* Prompt: Report every line of the records that includes the word "VALUES".

Stored data
BEGIN

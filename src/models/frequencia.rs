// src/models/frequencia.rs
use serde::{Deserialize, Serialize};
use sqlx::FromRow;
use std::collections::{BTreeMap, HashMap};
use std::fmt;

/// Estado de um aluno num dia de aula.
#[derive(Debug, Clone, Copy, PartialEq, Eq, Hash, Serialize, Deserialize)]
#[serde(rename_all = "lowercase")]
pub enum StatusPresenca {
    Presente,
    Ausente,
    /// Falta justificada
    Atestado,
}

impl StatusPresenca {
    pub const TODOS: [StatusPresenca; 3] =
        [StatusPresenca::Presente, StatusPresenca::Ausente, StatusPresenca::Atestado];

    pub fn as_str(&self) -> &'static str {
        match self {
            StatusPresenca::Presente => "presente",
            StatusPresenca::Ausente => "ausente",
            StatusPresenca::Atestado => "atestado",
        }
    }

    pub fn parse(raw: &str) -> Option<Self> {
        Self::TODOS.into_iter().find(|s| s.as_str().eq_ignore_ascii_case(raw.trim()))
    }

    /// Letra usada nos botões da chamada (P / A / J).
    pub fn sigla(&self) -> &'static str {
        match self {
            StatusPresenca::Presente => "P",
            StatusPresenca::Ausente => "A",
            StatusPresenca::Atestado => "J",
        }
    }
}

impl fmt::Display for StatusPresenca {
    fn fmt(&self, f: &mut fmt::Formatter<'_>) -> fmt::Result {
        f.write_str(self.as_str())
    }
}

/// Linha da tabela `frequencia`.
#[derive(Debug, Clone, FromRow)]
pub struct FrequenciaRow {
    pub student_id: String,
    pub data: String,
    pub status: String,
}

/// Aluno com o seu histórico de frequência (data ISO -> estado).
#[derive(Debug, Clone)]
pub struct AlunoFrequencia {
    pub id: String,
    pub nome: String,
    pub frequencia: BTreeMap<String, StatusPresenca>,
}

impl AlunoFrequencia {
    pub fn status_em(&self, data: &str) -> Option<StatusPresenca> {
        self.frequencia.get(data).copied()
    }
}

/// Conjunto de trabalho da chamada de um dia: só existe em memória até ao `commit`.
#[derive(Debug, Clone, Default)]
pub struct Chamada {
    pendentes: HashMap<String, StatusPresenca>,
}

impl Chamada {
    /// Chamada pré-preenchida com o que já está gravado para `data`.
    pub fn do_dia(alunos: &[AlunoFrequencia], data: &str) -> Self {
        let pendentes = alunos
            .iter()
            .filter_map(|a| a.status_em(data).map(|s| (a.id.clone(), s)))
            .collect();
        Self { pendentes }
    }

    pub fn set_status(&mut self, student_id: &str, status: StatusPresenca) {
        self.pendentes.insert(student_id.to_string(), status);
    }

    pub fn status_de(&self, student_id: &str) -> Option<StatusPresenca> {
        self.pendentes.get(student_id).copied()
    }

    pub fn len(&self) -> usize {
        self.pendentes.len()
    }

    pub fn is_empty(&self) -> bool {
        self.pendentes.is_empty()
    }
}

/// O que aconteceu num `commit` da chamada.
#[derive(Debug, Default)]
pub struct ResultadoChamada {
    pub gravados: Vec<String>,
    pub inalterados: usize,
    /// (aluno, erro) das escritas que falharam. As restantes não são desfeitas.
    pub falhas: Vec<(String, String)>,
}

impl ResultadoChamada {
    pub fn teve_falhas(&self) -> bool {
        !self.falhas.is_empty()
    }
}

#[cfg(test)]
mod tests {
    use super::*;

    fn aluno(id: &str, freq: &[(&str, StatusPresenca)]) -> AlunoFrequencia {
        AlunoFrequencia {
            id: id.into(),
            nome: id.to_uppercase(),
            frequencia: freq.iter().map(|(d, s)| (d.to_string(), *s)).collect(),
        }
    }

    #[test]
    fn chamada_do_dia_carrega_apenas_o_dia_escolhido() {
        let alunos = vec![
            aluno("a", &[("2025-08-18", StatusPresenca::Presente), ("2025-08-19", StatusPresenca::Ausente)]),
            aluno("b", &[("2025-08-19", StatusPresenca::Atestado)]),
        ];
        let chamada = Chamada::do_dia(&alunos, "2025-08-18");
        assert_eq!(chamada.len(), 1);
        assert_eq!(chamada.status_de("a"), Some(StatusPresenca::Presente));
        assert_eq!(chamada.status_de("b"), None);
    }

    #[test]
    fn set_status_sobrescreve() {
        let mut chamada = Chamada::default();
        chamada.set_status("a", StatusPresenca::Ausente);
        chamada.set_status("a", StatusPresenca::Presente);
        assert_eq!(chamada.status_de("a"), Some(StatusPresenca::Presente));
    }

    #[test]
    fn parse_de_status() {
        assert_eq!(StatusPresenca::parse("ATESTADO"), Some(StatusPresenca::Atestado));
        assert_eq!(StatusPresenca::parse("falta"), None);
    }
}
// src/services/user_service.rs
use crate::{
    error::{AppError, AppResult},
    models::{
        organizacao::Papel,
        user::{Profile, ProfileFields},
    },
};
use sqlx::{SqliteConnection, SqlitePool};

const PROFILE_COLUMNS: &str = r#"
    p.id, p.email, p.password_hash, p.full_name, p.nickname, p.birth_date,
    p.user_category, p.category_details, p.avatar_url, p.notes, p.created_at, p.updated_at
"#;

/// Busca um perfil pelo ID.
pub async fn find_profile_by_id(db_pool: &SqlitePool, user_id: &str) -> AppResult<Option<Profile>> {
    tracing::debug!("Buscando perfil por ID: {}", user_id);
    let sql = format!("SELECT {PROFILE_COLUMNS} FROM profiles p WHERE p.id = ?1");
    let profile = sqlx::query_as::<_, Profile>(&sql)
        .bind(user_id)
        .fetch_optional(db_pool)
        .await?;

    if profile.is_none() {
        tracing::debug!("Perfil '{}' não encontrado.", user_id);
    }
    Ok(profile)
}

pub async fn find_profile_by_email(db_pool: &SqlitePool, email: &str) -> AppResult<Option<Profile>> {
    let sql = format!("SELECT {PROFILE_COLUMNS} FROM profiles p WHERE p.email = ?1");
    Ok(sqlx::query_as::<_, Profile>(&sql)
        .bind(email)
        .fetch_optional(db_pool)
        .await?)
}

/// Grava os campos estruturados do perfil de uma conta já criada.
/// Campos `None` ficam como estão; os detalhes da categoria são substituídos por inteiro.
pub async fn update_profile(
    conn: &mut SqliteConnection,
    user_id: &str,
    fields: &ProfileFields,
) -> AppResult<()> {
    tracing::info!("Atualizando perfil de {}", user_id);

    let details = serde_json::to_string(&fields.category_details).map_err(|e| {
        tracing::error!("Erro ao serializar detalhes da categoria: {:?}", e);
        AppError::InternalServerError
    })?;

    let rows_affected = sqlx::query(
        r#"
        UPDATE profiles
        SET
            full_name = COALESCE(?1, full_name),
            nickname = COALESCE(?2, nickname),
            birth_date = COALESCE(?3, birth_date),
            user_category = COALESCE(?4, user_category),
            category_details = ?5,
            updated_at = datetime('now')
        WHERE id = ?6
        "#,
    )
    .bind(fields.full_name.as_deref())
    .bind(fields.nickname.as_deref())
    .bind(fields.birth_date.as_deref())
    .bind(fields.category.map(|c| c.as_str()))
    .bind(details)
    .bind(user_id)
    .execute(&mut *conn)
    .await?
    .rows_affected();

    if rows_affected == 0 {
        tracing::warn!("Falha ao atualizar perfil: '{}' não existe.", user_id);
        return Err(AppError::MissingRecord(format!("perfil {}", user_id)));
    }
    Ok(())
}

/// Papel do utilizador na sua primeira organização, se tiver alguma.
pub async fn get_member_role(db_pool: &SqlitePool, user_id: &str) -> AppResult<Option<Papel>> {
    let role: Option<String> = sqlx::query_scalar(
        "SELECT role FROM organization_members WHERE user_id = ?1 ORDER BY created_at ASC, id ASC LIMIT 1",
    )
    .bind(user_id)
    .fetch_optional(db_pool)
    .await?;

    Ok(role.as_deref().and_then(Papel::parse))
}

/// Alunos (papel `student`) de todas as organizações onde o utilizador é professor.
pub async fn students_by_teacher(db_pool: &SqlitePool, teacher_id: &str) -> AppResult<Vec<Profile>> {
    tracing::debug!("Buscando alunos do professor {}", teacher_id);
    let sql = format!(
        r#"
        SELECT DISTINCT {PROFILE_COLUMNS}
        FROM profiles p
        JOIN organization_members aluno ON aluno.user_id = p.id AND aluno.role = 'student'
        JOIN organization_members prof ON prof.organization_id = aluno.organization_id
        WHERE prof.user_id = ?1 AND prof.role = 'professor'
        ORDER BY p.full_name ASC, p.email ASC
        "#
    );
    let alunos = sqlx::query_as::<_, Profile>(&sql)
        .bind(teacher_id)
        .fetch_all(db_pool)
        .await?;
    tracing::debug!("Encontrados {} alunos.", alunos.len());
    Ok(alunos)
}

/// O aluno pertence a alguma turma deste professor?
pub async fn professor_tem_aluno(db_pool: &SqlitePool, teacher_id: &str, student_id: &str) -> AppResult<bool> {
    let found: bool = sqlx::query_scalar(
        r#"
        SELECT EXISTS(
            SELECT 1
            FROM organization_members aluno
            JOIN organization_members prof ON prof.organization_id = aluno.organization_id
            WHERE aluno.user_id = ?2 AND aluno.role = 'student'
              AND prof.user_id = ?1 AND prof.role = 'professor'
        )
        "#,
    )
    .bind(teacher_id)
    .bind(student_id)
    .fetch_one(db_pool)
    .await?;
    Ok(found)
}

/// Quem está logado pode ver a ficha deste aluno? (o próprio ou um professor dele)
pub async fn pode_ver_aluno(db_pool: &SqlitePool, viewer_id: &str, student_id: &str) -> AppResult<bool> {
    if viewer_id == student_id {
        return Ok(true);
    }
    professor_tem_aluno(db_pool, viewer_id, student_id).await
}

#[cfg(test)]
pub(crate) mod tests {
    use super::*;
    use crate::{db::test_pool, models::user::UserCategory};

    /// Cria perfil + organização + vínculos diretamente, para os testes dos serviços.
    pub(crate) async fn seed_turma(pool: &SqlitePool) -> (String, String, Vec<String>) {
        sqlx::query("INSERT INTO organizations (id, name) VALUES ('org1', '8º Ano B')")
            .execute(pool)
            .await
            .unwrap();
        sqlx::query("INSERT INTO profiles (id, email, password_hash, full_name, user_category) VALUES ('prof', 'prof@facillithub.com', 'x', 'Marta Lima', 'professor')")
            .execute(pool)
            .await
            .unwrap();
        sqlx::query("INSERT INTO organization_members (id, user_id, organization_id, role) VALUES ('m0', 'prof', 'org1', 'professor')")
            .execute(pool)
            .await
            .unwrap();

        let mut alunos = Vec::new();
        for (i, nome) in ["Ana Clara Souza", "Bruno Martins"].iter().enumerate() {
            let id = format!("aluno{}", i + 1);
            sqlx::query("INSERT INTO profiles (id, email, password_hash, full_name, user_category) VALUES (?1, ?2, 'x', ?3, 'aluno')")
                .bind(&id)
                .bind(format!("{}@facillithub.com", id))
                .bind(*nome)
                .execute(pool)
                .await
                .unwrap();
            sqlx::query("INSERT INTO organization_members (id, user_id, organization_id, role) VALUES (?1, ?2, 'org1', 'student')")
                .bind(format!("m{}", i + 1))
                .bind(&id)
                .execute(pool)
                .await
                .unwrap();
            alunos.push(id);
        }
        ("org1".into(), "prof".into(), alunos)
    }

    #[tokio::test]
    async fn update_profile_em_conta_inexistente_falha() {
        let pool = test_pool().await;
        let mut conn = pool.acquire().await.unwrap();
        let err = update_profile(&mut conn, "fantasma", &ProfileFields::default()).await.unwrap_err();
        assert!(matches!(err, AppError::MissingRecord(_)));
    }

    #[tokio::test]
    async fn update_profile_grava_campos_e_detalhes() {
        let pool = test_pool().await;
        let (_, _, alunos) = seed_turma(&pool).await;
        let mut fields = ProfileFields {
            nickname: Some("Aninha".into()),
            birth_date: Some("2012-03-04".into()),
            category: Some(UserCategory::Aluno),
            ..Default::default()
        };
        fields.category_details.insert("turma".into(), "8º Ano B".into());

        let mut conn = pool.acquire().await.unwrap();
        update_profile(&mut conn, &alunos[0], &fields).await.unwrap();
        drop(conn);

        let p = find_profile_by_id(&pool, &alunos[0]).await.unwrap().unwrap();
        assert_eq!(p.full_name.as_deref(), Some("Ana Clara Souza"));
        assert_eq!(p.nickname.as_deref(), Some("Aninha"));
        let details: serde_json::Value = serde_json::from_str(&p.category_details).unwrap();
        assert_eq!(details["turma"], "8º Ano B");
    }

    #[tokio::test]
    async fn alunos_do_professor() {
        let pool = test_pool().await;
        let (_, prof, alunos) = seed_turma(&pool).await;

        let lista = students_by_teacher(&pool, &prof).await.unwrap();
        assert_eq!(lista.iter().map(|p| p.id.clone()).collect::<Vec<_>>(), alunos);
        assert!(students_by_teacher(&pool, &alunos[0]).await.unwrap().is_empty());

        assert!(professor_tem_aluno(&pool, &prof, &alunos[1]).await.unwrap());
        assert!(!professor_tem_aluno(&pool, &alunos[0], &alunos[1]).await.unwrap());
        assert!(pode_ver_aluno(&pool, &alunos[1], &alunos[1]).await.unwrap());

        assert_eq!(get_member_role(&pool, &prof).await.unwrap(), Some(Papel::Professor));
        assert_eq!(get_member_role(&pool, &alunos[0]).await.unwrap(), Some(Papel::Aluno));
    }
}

END

* Result for this task:
        sqlx::query("INSERT INTO organizations (id, name) VALUES ('org1', '8º Ano B')")
        sqlx::query("INSERT INTO profiles (id, email, password_hash, full_name, user_category) VALUES ('prof', 'prof@facillithub.com', 'x', 'Marta Lima', 'professor')")
        sqlx::query("INSERT INTO organization_members (id, user_id, organization_id, role) VALUES ('m0', 'prof', 'org1', 'professor')")
            sqlx::query("INSERT INTO profiles (id, email, password_hash, full_name, user_category) VALUES (?1, ?2, 'x', ?3, 'aluno')")
            sqlx::query("INSERT INTO organization_members (id, user_id, organization_id, role) VALUES (?1, ?2, 'org1', 'student')")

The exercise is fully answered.